* [ASSIGNED TASK] Where a line in the material below has the string "with", please report it.
+++
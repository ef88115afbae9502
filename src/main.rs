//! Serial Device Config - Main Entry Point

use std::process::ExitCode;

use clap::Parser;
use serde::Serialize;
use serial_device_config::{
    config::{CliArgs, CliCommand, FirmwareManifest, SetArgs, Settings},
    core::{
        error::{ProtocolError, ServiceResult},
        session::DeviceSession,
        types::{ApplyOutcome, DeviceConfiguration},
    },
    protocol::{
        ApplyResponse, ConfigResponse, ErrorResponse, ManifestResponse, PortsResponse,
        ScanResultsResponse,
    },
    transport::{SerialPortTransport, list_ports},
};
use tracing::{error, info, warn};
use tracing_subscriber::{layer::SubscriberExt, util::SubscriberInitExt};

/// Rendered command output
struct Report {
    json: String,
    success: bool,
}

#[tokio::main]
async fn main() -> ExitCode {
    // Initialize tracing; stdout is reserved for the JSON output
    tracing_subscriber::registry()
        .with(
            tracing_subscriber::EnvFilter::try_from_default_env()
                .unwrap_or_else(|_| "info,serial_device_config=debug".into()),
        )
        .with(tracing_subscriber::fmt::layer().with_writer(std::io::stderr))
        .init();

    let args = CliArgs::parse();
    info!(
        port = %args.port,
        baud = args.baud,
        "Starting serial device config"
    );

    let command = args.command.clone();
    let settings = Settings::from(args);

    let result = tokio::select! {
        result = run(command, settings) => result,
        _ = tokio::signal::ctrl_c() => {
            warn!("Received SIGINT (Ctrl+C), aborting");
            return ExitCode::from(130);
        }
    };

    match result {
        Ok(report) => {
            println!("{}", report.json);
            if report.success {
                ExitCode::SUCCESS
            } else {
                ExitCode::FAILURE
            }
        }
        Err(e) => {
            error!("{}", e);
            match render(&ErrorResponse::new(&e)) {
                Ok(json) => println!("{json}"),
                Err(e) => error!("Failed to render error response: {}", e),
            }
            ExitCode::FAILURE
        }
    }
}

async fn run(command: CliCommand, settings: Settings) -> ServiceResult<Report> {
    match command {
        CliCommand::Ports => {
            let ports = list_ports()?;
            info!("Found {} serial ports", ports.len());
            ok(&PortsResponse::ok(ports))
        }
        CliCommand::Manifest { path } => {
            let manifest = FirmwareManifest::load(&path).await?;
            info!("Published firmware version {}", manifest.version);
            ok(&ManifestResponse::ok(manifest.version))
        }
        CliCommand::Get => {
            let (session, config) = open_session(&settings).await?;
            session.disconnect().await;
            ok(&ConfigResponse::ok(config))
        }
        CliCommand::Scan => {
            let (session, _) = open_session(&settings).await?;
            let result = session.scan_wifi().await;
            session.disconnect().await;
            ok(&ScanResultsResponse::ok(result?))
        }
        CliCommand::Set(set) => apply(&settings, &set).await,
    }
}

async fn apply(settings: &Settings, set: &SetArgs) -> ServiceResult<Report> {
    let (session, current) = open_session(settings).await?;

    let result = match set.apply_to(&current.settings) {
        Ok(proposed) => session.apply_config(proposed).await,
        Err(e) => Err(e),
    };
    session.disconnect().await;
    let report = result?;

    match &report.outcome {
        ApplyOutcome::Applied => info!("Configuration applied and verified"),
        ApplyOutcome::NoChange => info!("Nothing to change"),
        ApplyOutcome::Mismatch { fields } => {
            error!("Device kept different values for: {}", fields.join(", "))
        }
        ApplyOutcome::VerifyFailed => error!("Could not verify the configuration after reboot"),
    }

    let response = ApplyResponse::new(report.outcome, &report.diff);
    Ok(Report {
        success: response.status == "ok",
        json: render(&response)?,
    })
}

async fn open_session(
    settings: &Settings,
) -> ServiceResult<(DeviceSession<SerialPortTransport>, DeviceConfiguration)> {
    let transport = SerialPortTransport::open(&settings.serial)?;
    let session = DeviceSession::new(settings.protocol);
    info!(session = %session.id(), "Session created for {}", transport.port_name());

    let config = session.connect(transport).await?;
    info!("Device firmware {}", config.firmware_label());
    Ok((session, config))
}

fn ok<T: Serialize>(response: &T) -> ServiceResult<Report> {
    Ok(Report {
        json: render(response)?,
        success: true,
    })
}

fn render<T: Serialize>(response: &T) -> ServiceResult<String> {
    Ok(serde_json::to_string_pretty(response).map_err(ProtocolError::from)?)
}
+++
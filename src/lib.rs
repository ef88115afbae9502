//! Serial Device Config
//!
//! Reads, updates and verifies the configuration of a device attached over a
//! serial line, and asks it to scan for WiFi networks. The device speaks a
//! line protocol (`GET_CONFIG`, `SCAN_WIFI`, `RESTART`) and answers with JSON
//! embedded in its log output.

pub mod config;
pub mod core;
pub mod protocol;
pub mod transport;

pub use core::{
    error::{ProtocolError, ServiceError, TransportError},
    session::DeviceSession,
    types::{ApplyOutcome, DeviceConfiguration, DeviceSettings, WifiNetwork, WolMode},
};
+++
* [ANSWER BOX]
        .with(
        .with(tracing_subscriber::fmt::layer().with_writer(std::io::stderr))
//! line protocol (`GET_CONFIG`, `SCAN_WIFI`, `RESTART`) and answers with JSON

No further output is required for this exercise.